PROBLEM TO WORK ON = Return exactly the lines of the records below, starting at the line that contains "assert_eq!(Action::from_key(KeyCode::Char('0')), None);" and ending at the line that contains "use std::time::Duration;", with both of those lines kept.

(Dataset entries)
══════════

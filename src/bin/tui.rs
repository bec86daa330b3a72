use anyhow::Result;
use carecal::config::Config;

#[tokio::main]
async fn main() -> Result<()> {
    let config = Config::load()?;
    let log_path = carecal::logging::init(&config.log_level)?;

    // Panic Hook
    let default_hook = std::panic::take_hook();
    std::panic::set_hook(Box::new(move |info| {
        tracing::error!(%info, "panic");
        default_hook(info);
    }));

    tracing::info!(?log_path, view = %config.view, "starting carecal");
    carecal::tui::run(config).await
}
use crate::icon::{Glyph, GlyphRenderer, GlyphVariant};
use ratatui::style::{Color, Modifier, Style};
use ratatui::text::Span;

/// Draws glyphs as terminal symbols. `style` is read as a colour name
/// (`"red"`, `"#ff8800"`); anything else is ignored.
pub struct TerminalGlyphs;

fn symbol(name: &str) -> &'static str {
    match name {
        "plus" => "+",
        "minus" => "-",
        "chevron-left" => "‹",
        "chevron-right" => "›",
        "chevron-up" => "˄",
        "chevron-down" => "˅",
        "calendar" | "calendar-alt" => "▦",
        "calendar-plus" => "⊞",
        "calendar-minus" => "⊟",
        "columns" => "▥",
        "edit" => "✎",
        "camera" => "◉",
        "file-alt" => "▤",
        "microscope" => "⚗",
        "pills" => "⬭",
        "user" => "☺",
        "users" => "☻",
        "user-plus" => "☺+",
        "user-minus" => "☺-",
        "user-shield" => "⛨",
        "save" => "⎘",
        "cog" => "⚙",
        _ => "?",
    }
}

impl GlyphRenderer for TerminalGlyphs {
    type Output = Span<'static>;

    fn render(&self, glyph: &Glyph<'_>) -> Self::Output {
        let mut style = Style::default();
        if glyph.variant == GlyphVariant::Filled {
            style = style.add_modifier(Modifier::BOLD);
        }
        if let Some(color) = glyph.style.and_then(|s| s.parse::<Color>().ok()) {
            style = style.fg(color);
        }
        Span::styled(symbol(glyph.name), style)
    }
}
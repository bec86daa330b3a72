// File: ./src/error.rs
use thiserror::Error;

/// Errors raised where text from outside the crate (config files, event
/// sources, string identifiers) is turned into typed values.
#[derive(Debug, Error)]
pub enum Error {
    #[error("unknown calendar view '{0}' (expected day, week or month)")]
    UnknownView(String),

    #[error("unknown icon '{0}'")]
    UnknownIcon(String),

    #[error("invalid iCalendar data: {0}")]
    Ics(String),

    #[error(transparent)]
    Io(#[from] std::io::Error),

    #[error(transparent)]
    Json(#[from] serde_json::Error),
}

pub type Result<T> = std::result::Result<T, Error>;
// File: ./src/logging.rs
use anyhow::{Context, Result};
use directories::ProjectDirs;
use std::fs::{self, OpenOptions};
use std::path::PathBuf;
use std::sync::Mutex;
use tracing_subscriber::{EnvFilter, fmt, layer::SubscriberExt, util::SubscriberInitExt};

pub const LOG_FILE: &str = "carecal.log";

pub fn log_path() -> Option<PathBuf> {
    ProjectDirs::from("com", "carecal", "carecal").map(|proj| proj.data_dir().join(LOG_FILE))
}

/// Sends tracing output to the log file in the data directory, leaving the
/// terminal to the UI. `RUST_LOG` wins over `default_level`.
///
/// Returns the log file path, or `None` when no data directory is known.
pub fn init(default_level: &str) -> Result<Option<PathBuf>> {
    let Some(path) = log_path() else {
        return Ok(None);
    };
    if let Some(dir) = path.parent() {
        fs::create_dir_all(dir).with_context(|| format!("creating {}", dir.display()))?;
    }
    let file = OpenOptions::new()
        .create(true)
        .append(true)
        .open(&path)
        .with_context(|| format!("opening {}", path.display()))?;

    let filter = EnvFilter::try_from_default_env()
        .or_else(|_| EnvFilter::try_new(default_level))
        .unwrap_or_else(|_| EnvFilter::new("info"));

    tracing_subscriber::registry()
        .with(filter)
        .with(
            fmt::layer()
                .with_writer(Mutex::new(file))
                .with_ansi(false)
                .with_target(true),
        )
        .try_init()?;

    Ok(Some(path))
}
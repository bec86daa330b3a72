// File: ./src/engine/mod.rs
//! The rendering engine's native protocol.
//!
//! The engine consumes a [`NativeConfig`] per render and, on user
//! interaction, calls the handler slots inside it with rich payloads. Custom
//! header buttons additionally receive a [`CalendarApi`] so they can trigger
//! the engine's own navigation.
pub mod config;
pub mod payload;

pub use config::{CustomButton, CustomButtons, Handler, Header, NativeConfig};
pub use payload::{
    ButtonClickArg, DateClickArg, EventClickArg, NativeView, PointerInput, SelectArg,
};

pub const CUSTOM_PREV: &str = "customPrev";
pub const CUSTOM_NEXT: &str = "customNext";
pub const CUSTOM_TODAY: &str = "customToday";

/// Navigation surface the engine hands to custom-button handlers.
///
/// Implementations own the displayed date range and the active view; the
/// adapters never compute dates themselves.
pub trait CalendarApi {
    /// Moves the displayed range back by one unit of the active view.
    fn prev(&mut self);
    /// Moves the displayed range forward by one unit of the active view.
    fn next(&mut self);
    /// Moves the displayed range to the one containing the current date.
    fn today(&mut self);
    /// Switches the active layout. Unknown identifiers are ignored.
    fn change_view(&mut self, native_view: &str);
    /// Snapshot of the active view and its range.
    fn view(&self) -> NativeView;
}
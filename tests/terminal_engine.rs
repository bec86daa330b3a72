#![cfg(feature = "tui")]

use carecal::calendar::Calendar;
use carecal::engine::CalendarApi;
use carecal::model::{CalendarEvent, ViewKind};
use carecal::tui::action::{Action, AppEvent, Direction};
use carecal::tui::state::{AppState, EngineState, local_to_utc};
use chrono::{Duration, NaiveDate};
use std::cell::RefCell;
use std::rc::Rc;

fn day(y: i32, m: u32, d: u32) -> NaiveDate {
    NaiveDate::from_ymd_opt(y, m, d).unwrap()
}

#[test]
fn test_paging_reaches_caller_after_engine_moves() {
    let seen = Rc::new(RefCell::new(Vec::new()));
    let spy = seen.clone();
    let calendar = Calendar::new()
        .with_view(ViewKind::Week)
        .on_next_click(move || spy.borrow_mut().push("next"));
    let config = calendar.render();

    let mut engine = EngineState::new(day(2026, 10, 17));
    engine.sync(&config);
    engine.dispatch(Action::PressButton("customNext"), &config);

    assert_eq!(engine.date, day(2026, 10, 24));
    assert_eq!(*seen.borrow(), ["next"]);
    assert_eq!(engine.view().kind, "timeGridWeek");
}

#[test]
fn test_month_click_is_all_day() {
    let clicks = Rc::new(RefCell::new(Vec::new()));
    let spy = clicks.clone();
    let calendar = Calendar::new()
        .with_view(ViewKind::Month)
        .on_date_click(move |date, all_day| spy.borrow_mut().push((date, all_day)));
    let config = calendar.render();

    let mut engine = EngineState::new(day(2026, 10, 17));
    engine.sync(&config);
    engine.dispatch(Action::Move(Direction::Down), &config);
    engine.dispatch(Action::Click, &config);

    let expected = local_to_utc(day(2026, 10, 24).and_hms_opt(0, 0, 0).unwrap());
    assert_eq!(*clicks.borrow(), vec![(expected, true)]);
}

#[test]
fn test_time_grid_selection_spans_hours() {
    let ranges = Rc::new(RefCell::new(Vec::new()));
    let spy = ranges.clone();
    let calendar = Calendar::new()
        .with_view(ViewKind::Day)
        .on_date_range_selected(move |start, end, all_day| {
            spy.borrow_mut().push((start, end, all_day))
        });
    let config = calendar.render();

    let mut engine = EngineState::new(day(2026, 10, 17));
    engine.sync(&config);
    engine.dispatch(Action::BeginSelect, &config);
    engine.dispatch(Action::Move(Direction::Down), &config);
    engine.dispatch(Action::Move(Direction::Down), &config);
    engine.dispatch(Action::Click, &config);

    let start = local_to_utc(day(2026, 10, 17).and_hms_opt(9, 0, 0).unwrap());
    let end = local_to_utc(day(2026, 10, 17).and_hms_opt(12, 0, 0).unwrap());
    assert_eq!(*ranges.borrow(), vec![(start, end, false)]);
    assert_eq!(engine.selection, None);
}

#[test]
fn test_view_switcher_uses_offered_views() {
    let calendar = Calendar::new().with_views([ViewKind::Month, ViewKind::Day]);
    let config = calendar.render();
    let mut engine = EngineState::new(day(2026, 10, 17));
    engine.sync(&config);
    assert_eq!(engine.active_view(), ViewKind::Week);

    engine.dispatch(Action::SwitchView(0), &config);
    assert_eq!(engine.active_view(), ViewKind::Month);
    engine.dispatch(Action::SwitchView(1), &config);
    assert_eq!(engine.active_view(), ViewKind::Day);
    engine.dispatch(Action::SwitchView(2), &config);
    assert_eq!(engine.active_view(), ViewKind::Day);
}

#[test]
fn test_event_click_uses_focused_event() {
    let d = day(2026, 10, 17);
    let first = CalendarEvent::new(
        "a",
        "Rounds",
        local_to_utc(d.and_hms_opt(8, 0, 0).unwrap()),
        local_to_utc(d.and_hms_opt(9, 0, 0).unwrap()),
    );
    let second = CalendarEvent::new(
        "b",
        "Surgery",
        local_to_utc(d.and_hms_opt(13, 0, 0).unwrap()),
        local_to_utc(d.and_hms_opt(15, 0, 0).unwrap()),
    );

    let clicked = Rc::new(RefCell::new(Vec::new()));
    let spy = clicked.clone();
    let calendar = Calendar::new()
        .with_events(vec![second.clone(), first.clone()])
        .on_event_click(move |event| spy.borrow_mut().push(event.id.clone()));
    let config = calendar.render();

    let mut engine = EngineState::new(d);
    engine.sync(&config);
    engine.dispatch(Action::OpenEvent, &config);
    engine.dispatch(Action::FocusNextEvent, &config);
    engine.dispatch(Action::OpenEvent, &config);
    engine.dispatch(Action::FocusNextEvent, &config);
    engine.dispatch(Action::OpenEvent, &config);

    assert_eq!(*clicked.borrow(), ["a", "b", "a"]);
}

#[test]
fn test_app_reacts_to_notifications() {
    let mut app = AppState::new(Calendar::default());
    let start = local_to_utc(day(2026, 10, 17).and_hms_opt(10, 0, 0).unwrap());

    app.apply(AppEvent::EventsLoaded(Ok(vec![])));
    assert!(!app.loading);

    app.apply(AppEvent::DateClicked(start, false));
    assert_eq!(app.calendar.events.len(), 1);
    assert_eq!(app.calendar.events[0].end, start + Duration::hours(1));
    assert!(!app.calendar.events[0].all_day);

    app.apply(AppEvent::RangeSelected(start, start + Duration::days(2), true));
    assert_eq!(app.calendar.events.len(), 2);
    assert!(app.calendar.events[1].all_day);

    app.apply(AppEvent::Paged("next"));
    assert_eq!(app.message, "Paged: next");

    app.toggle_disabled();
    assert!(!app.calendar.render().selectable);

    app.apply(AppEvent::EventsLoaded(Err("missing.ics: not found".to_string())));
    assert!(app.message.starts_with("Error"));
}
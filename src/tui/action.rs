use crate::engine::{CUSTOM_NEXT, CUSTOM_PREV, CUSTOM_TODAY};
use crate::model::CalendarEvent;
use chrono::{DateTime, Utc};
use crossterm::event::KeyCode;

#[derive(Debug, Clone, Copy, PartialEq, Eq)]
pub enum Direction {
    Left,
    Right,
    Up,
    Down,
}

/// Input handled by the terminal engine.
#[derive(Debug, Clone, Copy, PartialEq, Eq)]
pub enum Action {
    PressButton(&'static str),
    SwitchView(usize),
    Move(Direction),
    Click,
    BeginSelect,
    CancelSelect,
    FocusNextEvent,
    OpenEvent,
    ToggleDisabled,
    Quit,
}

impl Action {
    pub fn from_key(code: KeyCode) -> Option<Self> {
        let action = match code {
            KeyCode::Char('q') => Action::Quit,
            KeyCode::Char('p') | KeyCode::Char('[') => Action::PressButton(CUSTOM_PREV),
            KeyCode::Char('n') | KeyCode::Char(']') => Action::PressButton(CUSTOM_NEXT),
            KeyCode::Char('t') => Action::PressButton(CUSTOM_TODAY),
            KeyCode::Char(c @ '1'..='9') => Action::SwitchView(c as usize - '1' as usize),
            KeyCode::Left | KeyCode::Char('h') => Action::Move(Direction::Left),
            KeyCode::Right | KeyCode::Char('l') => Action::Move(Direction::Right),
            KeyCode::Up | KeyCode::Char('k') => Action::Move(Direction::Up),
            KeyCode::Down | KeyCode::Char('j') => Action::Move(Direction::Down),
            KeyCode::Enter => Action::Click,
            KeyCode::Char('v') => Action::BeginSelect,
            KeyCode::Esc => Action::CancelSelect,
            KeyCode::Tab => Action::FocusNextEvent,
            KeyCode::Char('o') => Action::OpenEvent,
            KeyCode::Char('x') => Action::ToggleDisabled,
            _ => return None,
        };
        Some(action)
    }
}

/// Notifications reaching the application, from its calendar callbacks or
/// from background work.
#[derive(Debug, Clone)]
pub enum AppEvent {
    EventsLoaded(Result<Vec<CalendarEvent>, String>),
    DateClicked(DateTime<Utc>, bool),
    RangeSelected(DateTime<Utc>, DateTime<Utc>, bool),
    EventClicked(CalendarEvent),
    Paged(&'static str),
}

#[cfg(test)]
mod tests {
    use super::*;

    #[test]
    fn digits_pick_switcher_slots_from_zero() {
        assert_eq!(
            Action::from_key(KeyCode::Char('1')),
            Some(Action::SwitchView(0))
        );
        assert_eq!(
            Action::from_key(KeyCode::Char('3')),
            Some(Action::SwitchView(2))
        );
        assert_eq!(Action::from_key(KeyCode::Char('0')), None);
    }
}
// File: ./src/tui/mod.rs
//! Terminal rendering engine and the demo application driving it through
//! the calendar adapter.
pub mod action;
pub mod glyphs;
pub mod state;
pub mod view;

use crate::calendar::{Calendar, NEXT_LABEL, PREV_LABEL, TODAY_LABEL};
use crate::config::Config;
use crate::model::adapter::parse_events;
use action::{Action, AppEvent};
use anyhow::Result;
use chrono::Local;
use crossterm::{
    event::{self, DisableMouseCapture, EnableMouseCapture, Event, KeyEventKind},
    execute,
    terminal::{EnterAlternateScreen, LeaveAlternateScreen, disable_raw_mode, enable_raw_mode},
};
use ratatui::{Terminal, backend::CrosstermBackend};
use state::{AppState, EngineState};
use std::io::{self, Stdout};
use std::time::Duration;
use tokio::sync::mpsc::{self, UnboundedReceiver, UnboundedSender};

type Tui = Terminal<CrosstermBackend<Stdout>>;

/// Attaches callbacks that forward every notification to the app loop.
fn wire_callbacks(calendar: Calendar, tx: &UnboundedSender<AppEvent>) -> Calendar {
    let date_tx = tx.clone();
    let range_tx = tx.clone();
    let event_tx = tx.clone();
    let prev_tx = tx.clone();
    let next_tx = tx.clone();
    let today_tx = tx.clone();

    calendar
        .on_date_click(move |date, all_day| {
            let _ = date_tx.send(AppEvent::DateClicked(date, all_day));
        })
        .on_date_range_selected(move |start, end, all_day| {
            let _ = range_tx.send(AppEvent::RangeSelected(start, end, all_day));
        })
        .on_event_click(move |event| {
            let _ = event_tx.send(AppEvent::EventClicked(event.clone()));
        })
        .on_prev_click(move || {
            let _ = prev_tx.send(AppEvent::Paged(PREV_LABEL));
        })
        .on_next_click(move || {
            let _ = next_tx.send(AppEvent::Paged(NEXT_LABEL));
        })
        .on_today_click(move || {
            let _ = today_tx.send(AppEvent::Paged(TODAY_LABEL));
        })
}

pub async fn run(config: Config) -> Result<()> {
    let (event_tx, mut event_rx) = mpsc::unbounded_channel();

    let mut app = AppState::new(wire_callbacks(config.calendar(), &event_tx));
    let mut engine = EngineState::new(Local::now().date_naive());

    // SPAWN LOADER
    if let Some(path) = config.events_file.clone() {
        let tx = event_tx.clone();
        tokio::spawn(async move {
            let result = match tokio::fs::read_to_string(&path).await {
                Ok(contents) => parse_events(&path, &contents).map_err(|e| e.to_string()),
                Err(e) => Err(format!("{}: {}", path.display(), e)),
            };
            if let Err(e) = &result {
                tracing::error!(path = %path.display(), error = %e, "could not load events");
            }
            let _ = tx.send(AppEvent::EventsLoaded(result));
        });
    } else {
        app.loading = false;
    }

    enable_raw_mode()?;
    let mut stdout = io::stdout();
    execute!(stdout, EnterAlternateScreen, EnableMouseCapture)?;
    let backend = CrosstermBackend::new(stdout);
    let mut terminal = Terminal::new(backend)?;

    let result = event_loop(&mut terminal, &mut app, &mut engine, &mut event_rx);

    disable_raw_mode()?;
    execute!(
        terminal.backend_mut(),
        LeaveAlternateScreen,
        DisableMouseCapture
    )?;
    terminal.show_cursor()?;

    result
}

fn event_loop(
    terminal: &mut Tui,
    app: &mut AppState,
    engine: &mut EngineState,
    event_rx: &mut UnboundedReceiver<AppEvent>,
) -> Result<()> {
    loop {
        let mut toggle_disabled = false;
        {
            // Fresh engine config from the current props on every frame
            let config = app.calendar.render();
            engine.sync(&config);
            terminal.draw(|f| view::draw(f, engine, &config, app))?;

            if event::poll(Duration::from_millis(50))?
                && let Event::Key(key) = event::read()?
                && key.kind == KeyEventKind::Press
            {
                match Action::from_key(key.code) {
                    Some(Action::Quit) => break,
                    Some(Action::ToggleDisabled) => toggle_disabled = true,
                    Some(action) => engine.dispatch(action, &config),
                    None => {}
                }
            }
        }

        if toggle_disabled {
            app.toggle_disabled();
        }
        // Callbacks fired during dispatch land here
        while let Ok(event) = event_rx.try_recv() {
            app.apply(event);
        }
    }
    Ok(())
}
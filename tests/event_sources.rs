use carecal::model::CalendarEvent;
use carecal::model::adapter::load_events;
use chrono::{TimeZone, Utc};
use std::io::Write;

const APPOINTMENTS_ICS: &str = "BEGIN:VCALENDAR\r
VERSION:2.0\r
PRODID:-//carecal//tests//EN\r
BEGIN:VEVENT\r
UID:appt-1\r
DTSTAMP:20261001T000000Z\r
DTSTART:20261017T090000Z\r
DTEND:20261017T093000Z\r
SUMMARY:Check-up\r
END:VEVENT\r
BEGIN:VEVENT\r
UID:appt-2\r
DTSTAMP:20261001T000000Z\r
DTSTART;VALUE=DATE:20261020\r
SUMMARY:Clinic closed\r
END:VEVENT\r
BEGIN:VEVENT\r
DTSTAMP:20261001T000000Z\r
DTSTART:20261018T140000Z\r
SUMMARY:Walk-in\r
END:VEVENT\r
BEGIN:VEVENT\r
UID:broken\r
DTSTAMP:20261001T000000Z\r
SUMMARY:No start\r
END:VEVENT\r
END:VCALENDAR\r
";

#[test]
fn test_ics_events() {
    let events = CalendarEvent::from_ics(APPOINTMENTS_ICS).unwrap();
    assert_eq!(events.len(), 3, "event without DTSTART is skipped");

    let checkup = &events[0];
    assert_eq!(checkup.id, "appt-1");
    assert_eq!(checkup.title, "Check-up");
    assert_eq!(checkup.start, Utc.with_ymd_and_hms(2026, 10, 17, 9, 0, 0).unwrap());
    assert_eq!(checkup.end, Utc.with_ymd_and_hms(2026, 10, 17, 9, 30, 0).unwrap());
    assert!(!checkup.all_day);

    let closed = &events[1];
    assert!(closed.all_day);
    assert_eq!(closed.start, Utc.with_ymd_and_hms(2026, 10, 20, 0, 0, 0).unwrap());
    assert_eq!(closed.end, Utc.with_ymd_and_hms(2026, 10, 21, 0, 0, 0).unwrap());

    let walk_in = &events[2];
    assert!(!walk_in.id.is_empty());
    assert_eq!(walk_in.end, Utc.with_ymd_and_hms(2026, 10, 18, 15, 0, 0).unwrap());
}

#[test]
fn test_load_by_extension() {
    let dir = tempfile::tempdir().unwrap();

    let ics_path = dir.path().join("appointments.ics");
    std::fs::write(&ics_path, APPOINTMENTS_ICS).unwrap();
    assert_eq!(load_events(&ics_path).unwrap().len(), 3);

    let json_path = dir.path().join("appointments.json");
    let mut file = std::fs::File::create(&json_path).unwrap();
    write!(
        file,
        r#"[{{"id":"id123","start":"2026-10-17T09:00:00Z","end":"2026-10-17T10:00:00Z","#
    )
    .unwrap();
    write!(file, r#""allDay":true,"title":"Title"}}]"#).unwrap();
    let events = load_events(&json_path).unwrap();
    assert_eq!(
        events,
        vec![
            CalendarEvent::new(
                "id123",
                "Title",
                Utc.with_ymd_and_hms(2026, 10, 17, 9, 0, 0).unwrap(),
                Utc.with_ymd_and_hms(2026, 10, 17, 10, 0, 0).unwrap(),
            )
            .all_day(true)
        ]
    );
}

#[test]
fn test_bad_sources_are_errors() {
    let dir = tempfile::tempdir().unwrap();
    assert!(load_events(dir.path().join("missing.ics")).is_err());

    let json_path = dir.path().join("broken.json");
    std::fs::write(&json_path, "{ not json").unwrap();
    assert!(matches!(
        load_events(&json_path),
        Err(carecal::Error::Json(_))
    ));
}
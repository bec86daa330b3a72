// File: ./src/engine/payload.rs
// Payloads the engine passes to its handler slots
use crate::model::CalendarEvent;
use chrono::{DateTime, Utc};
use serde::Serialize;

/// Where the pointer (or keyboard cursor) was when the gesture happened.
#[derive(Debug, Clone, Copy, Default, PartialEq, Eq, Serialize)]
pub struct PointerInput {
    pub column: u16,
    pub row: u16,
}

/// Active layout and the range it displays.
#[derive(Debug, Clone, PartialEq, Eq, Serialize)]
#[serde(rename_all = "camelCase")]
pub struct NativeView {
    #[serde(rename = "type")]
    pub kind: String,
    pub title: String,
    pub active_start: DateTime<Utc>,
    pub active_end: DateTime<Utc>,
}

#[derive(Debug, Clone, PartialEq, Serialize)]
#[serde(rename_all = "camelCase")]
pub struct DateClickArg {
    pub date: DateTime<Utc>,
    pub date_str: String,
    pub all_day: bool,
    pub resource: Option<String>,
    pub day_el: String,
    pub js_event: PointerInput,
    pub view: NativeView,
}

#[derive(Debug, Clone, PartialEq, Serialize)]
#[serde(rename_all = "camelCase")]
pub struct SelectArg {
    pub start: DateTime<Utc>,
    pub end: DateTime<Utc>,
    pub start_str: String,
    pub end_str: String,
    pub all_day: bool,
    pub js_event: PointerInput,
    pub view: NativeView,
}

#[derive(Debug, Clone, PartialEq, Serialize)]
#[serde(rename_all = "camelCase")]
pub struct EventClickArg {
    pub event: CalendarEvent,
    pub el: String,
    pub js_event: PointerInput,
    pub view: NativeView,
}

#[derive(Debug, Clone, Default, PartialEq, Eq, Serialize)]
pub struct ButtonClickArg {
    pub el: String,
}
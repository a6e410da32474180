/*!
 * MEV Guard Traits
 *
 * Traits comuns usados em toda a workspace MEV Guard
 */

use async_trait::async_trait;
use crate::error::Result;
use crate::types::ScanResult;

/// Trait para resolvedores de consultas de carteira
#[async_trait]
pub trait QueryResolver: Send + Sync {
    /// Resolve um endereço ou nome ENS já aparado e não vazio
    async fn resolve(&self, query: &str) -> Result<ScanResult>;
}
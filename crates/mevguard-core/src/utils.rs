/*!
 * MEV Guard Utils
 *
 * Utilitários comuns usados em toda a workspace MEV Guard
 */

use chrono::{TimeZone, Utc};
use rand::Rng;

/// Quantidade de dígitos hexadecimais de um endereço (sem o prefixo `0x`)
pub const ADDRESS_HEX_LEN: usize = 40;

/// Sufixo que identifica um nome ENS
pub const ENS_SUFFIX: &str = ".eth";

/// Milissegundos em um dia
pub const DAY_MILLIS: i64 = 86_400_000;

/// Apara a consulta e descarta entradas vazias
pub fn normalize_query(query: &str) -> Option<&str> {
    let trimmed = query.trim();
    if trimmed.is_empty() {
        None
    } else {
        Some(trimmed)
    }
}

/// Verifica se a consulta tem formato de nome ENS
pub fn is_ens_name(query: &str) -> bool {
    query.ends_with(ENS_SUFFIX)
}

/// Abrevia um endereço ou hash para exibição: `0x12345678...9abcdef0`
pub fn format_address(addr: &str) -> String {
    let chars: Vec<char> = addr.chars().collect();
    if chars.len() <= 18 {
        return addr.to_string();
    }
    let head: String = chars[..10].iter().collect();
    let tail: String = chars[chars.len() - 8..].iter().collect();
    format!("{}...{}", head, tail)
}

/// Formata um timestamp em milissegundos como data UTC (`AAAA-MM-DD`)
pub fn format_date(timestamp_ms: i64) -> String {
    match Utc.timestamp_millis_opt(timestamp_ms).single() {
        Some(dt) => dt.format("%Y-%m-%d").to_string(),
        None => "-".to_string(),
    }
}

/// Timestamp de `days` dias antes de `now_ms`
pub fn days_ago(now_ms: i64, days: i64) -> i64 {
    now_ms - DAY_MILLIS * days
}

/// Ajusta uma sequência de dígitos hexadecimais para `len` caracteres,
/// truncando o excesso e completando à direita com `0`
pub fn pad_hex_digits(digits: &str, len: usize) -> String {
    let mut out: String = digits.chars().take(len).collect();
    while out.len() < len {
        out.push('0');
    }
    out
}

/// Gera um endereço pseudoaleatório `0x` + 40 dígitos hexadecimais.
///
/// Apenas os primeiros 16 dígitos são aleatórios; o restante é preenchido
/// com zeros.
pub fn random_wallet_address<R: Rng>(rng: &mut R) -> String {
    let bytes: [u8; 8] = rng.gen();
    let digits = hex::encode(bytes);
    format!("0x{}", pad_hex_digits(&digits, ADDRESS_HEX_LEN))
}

══════════

SOLUTION FOR THIS EXERCISE =
        assert_eq!(Action::from_key(KeyCode::Char('0')), None);
    }
}
// File: ./src/tui/mod.rs
//! Terminal rendering engine and the demo application driving it through
//! the calendar adapter.
pub mod action;
pub mod glyphs;
pub mod state;
pub mod view;

use crate::calendar::{Calendar, NEXT_LABEL, PREV_LABEL, TODAY_LABEL};
use crate::config::Config;
use crate::model::adapter::parse_events;
use action::{Action, AppEvent};
use anyhow::Result;
use chrono::Local;
use crossterm::{
    event::{self, DisableMouseCapture, EnableMouseCapture, Event, KeyEventKind},
    execute,
    terminal::{EnterAlternateScreen, LeaveAlternateScreen, disable_raw_mode, enable_raw_mode},
};
use ratatui::{Terminal, backend::CrosstermBackend};
use state::{AppState, EngineState};
use std::io::{self, Stdout};
use std::time::Duration;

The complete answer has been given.